Zimbabwean Juliet Mdikwa chipped in to complain about xenophobia. There have been sporadic and deadly attacks on foreign shop owners in the Nelson Mandela Bay Metro, which spans Port Elizabeth, Despatch and Uitenhage.
She felt foreigners were being singled out for crime. “They are robbing us, they took my phone and money and they beat my brother [and took his phone],” she said, adding that locals called her a “kwara-kwara” (kwerekwere – a local slang word for ‘foreigner’).
“It is not right, we are the same blood,” she said, adding that politicians did not pay enough attention to the plight of foreigners. A man in a SA Municipal Workers Union uniform overheard the conversation, and interrupted to say locals were also getting robbed.
Many people in the metro are complaining that crime levels, especially after dark, are extremely high for people who have to travel by foot or by taxi.
Taxi tout Mbuyisele Kopo is 33 and still looking for a sustainable job that would pay enough to cover the basics – which cost more than the R50 a day he is earning at present.
He, too, is disillusioned and doesn’t think he would go to vote. “The people who want us to vote, they come with empty promises but they don’t do [things],” he said.
“Here in the Eastern Cape we are struggling to get jobs, that is why I am a taxi tout,” he said.
He did not trust that there’s any party who would deliver on its promises, he said.

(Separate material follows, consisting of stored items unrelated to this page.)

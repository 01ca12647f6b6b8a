// ABOUTME: Provider registry and client builder for creating dispatch clients by provider name
// ABOUTME: Resolves registered factories with config and URL overrides, failing fast on unknown names

use crate::client::default::SmsClient;
use crate::client::error::{DispatchError, DispatchResult};
use crate::client::request::DEFAULT_TIMEOUT;
use crate::client::traits::Provider;
use crate::client::types::ProviderConfig;
use crate::config::SmsConfig;
use std::collections::BTreeMap;
use std::sync::Arc;
use std::time::Duration;
use tracing::debug;

/// Constructor for a provider from its static config and an optional URL override
pub type ProviderFactory = fn(ProviderConfig, Option<String>) -> Arc<dyn Provider>;

/// Explicit mapping from provider name to factory
///
/// Adding a provider means registering one more factory; the dispatch
/// client does not change.
#[derive(Debug, Clone, Default)]
pub struct ProviderRegistry {
    factories: BTreeMap<String, ProviderFactory>,
}

impl ProviderRegistry {
    pub fn new() -> Self {
        Self::default()
    }

    /// Register a factory, replacing any previous one under the same name
    pub fn register(mut self, name: impl Into<String>, factory: ProviderFactory) -> Self {
        self.factories.insert(name.into(), factory);
        self
    }

    pub fn contains(&self, name: &str) -> bool {
        self.factories.contains_key(name)
    }

    /// Registered provider names in sorted order
    pub fn names(&self) -> impl Iterator<Item = &str> {
        self.factories.keys().map(String::as_str)
    }

    /// Instantiate a provider by name
    pub fn create(
        &self,
        name: &str,
        config: ProviderConfig,
        url: Option<String>,
    ) -> DispatchResult<Arc<dyn Provider>> {
        let factory = self.factories.get(name).ok_or_else(|| {
            DispatchError::Configuration(format!("Invalid SMS provider name is given: {name}"))
        })?;
        debug!("Creating SMS provider {}", name);
        Ok(factory(config, url))
    }
}

/// Builder for dispatch clients resolved through a `ProviderRegistry`
///
/// ```rust,ignore
/// let client = ClientBuilder::new(&registry)
///     .provider("ssl")
///     .config(credentials)
///     .timeout(Duration::from_secs(10))
///     .build()?;
/// ```
#[derive(Debug)]
pub struct ClientBuilder<'a> {
    registry: &'a ProviderRegistry,
    provider: Option<String>,
    config: ProviderConfig,
    url: Option<String>,
    timeout: Duration,
}

impl<'a> ClientBuilder<'a> {
    pub fn new(registry: &'a ProviderRegistry) -> Self {
        Self {
            registry,
            provider: None,
            config: ProviderConfig::new(),
            url: None,
            timeout: DEFAULT_TIMEOUT,
        }
    }

    /// Start from the default provider and settings of a loaded config
    pub fn from_config(registry: &'a ProviderRegistry, config: &SmsConfig) -> DispatchResult<Self> {
        let name = config.default_provider();
        let settings = config.provider_settings(name).ok_or_else(|| {
            DispatchError::Configuration(format!("No settings for SMS provider: {name}"))
        })?;

        let mut builder = Self::new(registry)
            .provider(name)
            .config(settings.fields.clone())
            .timeout(config.timeout());
        builder.url = settings.url.clone();
        Ok(builder)
    }

    pub fn provider(mut self, name: impl Into<String>) -> Self {
        self.provider = Some(name.into());
        self
    }

    pub fn config(mut self, config: ProviderConfig) -> Self {
        self.config = config;
        self
    }

    /// Override the provider's default endpoint
    pub fn url(mut self, url: impl Into<String>) -> Self {
        self.url = Some(url.into());
        self
    }

    pub fn timeout(mut self, timeout: Duration) -> Self {
        self.timeout = timeout;
        self
    }

    /// Resolve the provider without building a client
    pub fn build_provider(self) -> DispatchResult<Arc<dyn Provider>> {
        let name = self
            .provider
            .ok_or_else(|| DispatchError::Configuration("No SMS provider selected".to_string()))?;
        self.registry.create(&name, self.config, self.url)
    }

    /// Build a client sending through the default HTTP transport
    pub fn build(self) -> DispatchResult<SmsClient> {
        let timeout = self.timeout;
        let provider = self.build_provider()?;
        Ok(SmsClient::new(provider)?.with_timeout(timeout))
    }
}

Although Economic Freedom Fighters leader Julius Malema often spoke the truth, he was too rude and would not make a good president, Matanzima said.
He also didn’t like Zuma. “That money that he built his house there [Nkandla], he should give it to us to get houses and jobs here in the Eastern Cape,” he said, adding that there was a feeling locally that only the people in KwaZulu-Natal had better lives.
Zuma addressed commuters from a small ANC-branded campaign truck parked in a spot used as a makeshift urinal.
Siyanda Mbanjwa, secretary of the Uitenhage District Taxi Association, said this was because municipal toilets were often blocked. “The ablution facility was recently fixed, but then after two to three weeks it is blocked again, and it takes very long to get them to come and free it again,” he said. “As business people we are bringing revenue in to them, and our commuters deserve better,” he said.
Mbanjwa said it was his first time meeting the president, and although Zuma did not ask after their challenges, Mbanjwa said he was “encouraged and hopeful” that the problems here would be addressed.
Zuma promised Uitenhage commuters that the insults being flung at him and the ANC would not detract the government from improving their lives, even though this might take time.
“The ANC belongs to the people, even if you hate it or if you like it, it belongs to the people,” he said, to cheers and applause from the crowd – which was standing in the sun on a hot day, while an umbrella was held over Zuma’s head.
At the end of the meeting he sang his trademark defiance song, Mshini Wam, after members of the audience asked for it.